A:Fetus is normal genotype AA, then its wild type can be denoted as 0.1, saltant type 0, now total dissociative DNA The value of middle mutator signal/wild type gene signal is 0/ (0.9+0.1)=0;
B:Fetus carries mutator Aa to be recessive, then its wild type can be denoted as 0.05, saltant type 0.05, now The value of mutator signal/wild type gene signal is 0.05/ (0.9+0.05)=0.053 in total dissociative DNA;
The 2nd, if pregnant woman's genotype is Aa, then the wild type and mutated genes amount of pregnant woman can be denoted as 0.45, such feelings Fetus has 3 kinds of situations under condition:
A:Fetus genotype is AA, i.e., fetus wild type gene amount is 0.1, and mutated genes amount is 0, now total free Value=0.45/ (0.45+0.1)=0.82 of mutator signal/wild type gene signal is detected in DNA;
B:Fetus genotype is Aa, i.e. fetus mutated genes and wild type gene amount are denoted as 0.05, now total free Value=(0.45+0.05)/(0.45+0.05)=1 of mutator signal/wild type gene signal is detected in DNA;
C:Fetus genotype is aa, then fetus mutated genes amount is 0.1, and wild type gene amount is 0, now total free Value=(0.45+0.1)/0.45=1.22 of mutator signal/wild type gene signal is detected in DNA;
The 3rd, if pregnant woman's genotype is aa, then pregnant woman's wild type gene amount is 0, and mutated genes amount is denoted as 0.9, such feelings Fetus has 2 kinds of possibility under condition:
A:Fetus genotype is Aa, i.e., fetus mutator and wild gene amount are respectively 0.05, are now examined in total dissociative DNA Measure value=(0.9+0.05)/0.05=19 of mutator signal/wild type gene signal;
B:Fetus genotype is aa, i.e., fetus mutated genes amount is 0.1, and wild type gene amount is 0, now total free Without wild type gene in DNA, therefore, the value for detecting mutator signal/wild type gene signal is infinity, without meter Calculate;
2nd, the dissociative DNA of pregnant woman's second trimester peripheral blood extraction is obtained, carries out digital pcr reaction, obtains mutator letter Number/value of wild type gene signal, compared with the value of mutator signal/wild type gene signal in step 1, error exists Within 10%, then belong to gene type corresponding to the value, the quick gene for judging pregnant woman and fetus.
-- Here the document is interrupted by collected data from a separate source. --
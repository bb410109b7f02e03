use core_types::{RowSet, SqlValue};
use std::fmt;

/// What a statement does, declared by the caller rather than sniffed from the SQL text.
#[derive(Debug, Clone, Copy, PartialEq, Eq, Hash)]
pub enum StatementKind {
    Select,
    Insert,
    Update,
    Delete,
    /// Schema changes (`CREATE`, `ALTER`, `DROP`, ...).
    Ddl,
}

impl StatementKind {
    /// Data-changing statements. These commit and are mirrored to backups.
    pub fn is_write(&self) -> bool {
        matches!(self, StatementKind::Insert | StatementKind::Update | StatementKind::Delete)
    }

    pub fn as_str(&self) -> &'static str {
        match self {
            StatementKind::Select => "SELECT",
            StatementKind::Insert => "INSERT",
            StatementKind::Update => "UPDATE",
            StatementKind::Delete => "DELETE",
            StatementKind::Ddl => "DDL",
        }
    }

    /// Classifies raw SQL by its leading keyword, for callers that only have text.
    ///
    /// Leading whitespace is skipped and the match is case-insensitive. Anything
    /// that is not a recognised write or schema change is treated as a read.
    pub fn infer(sql: &str) -> Self {
        let keyword: String = sql
            .trim_start()
            .chars()
            .take_while(|c| c.is_ascii_alphabetic())
            .collect::<String>()
            .to_ascii_uppercase();
        match keyword.as_str() {
            "INSERT" | "REPLACE" => StatementKind::Insert,
            "UPDATE" => StatementKind::Update,
            "DELETE" => StatementKind::Delete,
            "CREATE" | "ALTER" | "DROP" | "TRUNCATE" | "RENAME" => StatementKind::Ddl,
            _ => StatementKind::Select,
        }
    }
}

impl fmt::Display for StatementKind {
    fn fmt(&self, f: &mut fmt::Formatter<'_>) -> fmt::Result {
        f.write_str(self.as_str())
    }
}

/// A parameterised statement bound for one logical database.
///
/// Placeholders are positional `?` markers, filled from `params` in order.
#[derive(Debug, Clone, PartialEq)]
pub struct Statement {
    kind: StatementKind,
    sql: String,
    params: Vec<SqlValue>,
}

impl Statement {
    pub fn new(kind: StatementKind, sql: impl Into<String>) -> Self {
        Self {
            kind,
            sql: sql.into(),
            params: Vec::new(),
        }
    }

    pub fn select(sql: impl Into<String>) -> Self {
        Self::new(StatementKind::Select, sql)
    }

    pub fn insert(sql: impl Into<String>) -> Self {
        Self::new(StatementKind::Insert, sql)
    }

    pub fn update(sql: impl Into<String>) -> Self {
        Self::new(StatementKind::Update, sql)
    }

    pub fn delete(sql: impl Into<String>) -> Self {
        Self::new(StatementKind::Delete, sql)
    }

    pub fn ddl(sql: impl Into<String>) -> Self {
        Self::new(StatementKind::Ddl, sql)
    }

    /// Builds a statement from raw text, classifying it with [`StatementKind::infer`].
    pub fn infer(sql: impl Into<String>) -> Self {
        let sql = sql.into();
        Self::new(StatementKind::infer(&sql), sql)
    }

    pub fn bind(mut self, value: impl Into<SqlValue>) -> Self {
        self.params.push(value.into());
        self
    }

    pub fn bind_all<I, V>(mut self, values: I) -> Self
    where
        I: IntoIterator<Item = V>,
        V: Into<SqlValue>,
    {
        self.params.extend(values.into_iter().map(Into::into));
        self
    }

    pub fn kind(&self) -> StatementKind {
        self.kind
    }

    pub fn sql(&self) -> &str {
        &self.sql
    }

    pub fn params(&self) -> &[SqlValue] {
        &self.params
    }
}

/// The uniform result of a successful statement.
#[derive(Debug, Clone, PartialEq)]
pub enum QueryOutcome {
    /// The full result set of a read. May be empty.
    Rows(RowSet),
    /// The engine-assigned id of the inserted row (0 when the table has none).
    Inserted { id: i64 },
    /// Rows touched by an UPDATE or DELETE. Zero is a valid result.
    Affected { rows: u64 },
    /// A schema change went through.
    Applied,
}

impl QueryOutcome {
    pub fn rows(self) -> Option<RowSet> {
        match self {
            QueryOutcome::Rows(rows) => Some(rows),
            _ => None,
        }
    }

    pub fn inserted_id(&self) -> Option<i64> {
        match self {
            QueryOutcome::Inserted { id } if *id > 0 => Some(*id),
            _ => None,
        }
    }

    pub fn affected_rows(&self) -> Option<u64> {
        match self {
            QueryOutcome::Affected { rows } => Some(*rows),
            _ => None,
        }
    }
}
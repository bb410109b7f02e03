//! Manual ON DELETE CASCADE across logical databases.
//!
//! Parent and child tables live on different servers, so no engine can
//! enforce the relationship. Deleting a parent issues one DELETE per child
//! table, most dependent first, then deletes the parent row. Steps are
//! independent statements: nothing is rolled back, and a failed step does
//! not stop the ones after it.

use crate::executor::log_failure;
use crate::replication::ReplicatedExecutor;
use crate::repository::{APPOINTMENTS_DB, BILLING_DB, MEDICAL_DB, PATIENTS_DB};
use crate::statement::{QueryOutcome, Statement};
use core_types::EntityKind;
use std::fmt;

/// One DELETE of the form `DELETE FROM {table} WHERE {key_column} = ?`.
#[derive(Debug, Clone, Copy, PartialEq, Eq)]
pub struct CascadeStep {
    pub database: &'static str,
    pub table: &'static str,
    pub key_column: &'static str,
}

impl CascadeStep {
    const fn new(database: &'static str, table: &'static str, key_column: &'static str) -> Self {
        Self {
            database,
            table,
            key_column,
        }
    }

    pub fn statement(&self, id: i64) -> Statement {
        Statement::delete(format!("DELETE FROM {} WHERE {} = ?", self.table, self.key_column)).bind(id)
    }
}

impl fmt::Display for CascadeStep {
    fn fmt(&self, f: &mut fmt::Formatter<'_>) -> fmt::Result {
        write!(f, "{}.{}({})", self.database, self.table, self.key_column)
    }
}

const PATIENT_DEPENDENTS: [CascadeStep; 3] = [
    CascadeStep::new(BILLING_DB, "invoices", "patient_id"),
    CascadeStep::new(APPOINTMENTS_DB, "appointments", "patient_id"),
    CascadeStep::new(MEDICAL_DB, "medical_records", "patient_id"),
];
const PATIENT_ROOT: CascadeStep = CascadeStep::new(PATIENTS_DB, "patients", "patient_id");

const DOCTOR_DEPENDENTS: [CascadeStep; 2] = [
    CascadeStep::new(MEDICAL_DB, "medical_records", "doctor_id"),
    CascadeStep::new(APPOINTMENTS_DB, "appointments", "doctor_id"),
];
const DOCTOR_ROOT: CascadeStep = CascadeStep::new(APPOINTMENTS_DB, "doctors", "doctor_id");

const APPOINTMENT_DEPENDENTS: [CascadeStep; 2] = [
    CascadeStep::new(BILLING_DB, "invoices", "appointment_id"),
    CascadeStep::new(MEDICAL_DB, "medical_records", "appointment_id"),
];
const APPOINTMENT_ROOT: CascadeStep = CascadeStep::new(APPOINTMENTS_DB, "appointments", "appointment_id");

/// The fixed, ordered delete sequence for one entity kind.
#[derive(Debug, Clone, Copy, PartialEq, Eq)]
pub struct CascadePlan {
    pub kind: EntityKind,
    pub dependents: &'static [CascadeStep],
    pub root: CascadeStep,
}

impl CascadePlan {
    pub fn for_kind(kind: EntityKind) -> Self {
        match kind {
            EntityKind::Patient => Self {
                kind,
                dependents: &PATIENT_DEPENDENTS,
                root: PATIENT_ROOT,
            },
            EntityKind::Doctor => Self {
                kind,
                dependents: &DOCTOR_DEPENDENTS,
                root: DOCTOR_ROOT,
            },
            EntityKind::Appointment => Self {
                kind,
                dependents: &APPOINTMENT_DEPENDENTS,
                root: APPOINTMENT_ROOT,
            },
        }
    }

    /// Every plan, one per entity kind.
    pub fn all() -> impl Iterator<Item = CascadePlan> {
        EntityKind::ALL.into_iter().map(Self::for_kind)
    }

    /// Every logical database the plan writes to, in delete order.
    pub fn databases(&self) -> impl Iterator<Item = &'static str> {
        let root = self.root.database;
        self.dependents
            .iter()
            .map(|s| s.database)
            .chain(std::iter::once(root))
    }
}

/// Lifecycle of a single cascade invocation. There is no rollback state.
#[derive(Debug, Clone, Copy, PartialEq, Eq)]
pub enum CascadePhase {
    Pending,
    DependentsInFlight,
    RootDeleteAttempted,
    Completed,
    RootDeleteFailed,
}

impl CascadePhase {
    pub fn can_advance_to(self, next: CascadePhase) -> bool {
        use CascadePhase::*;
        matches!(
            (self, next),
            (Pending, DependentsInFlight)
                | (DependentsInFlight, RootDeleteAttempted)
                | (RootDeleteAttempted, Completed)
                | (RootDeleteAttempted, RootDeleteFailed)
        )
    }

    pub fn is_terminal(self) -> bool {
        matches!(self, CascadePhase::Completed | CascadePhase::RootDeleteFailed)
    }
}

#[derive(Debug, Clone, PartialEq, Eq)]
pub enum StepResult {
    Deleted { rows: u64 },
    Failed { error: String },
}

impl StepResult {
    pub fn is_ok(&self) -> bool {
        matches!(self, StepResult::Deleted { .. })
    }
}

#[derive(Debug, Clone, PartialEq, Eq)]
pub struct StepReport {
    pub step: CascadeStep,
    pub result: StepResult,
}

/// Everything one invocation did, in the order it did it.
#[derive(Debug, Clone, PartialEq, Eq)]
pub struct CascadeReport {
    pub kind: EntityKind,
    pub id: i64,
    pub dependents: Vec<StepReport>,
    pub root: Option<StepReport>,
    pub phase: CascadePhase,
    pub history: Vec<CascadePhase>,
}

impl CascadeReport {
    fn new(kind: EntityKind, id: i64) -> Self {
        Self {
            kind,
            id,
            dependents: Vec::new(),
            root: None,
            phase: CascadePhase::Pending,
            history: vec![CascadePhase::Pending],
        }
    }

    fn advance(&mut self, next: CascadePhase) {
        debug_assert!(
            self.phase.can_advance_to(next),
            "illegal cascade transition {:?} -> {:?}",
            self.phase,
            next
        );
        self.phase = next;
        self.history.push(next);
    }

    /// True when the root row's DELETE went through. Says nothing about dependents.
    pub fn succeeded(&self) -> bool {
        self.phase == CascadePhase::Completed
    }

    pub fn failed_dependents(&self) -> impl Iterator<Item = &StepReport> {
        self.dependents.iter().filter(|s| !s.result.is_ok())
    }
}

#[derive(Clone)]
pub struct CascadeCoordinator {
    executor: ReplicatedExecutor,
}

impl CascadeCoordinator {
    /// Deletes go through the replicating executor so backups see them too.
    pub fn new(executor: ReplicatedExecutor) -> Self {
        Self { executor }
    }

    /// Returns the root delete outcome only.
    pub async fn delete_with_dependents(&self, kind: EntityKind, id: i64) -> bool {
        self.run(kind, id).await.succeeded()
    }

    pub async fn run(&self, kind: EntityKind, id: i64) -> CascadeReport {
        let plan = CascadePlan::for_kind(kind);
        let mut report = CascadeReport::new(kind, id);
        tracing::info!(%kind, id, "Starting cascading delete");

        report.advance(CascadePhase::DependentsInFlight);
        for step in plan.dependents {
            let result = self.delete_step(step, id).await;
            if let StepResult::Failed { error } = &result {
                tracing::warn!(%kind, id, step = %step, error = %error, "Cascade step failed, continuing");
            }
            report.dependents.push(StepReport { step: *step, result });
        }

        report.advance(CascadePhase::RootDeleteAttempted);
        let result = self.delete_step(&plan.root, id).await;
        let next = if result.is_ok() {
            CascadePhase::Completed
        } else {
            CascadePhase::RootDeleteFailed
        };
        report.root = Some(StepReport {
            step: plan.root,
            result,
        });
        report.advance(next);
        debug_assert!(report.phase.is_terminal());

        match report.phase {
            CascadePhase::Completed => tracing::info!(
                %kind,
                id,
                failed_dependents = report.failed_dependents().count(),
                "Cascading delete finished"
            ),
            _ => tracing::error!(%kind, id, "Root delete failed"),
        }
        report
    }

    async fn delete_step(&self, step: &CascadeStep, id: i64) -> StepResult {
        let statement = step.statement(id);
        match self.executor.try_execute(step.database, &statement).await {
            Ok(QueryOutcome::Affected { rows }) => StepResult::Deleted { rows },
            Ok(other) => StepResult::Failed {
                error: format!("unexpected outcome {other:?}"),
            },
            Err(e) => {
                log_failure(step.database, &statement, &e);
                StepResult::Failed { error: e.to_string() }
            }
        }
    }
}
In step 2, further preferably, error is within 5%.
A kind of device of effective detection genotype, including:
The module of storage and calculation step one (is used for the module for realizing step 1);
Digital pcr device;
And calculation step two and with numeric ratio in step 1 compared with module (be used to realize the calculating mould of step 2 Block).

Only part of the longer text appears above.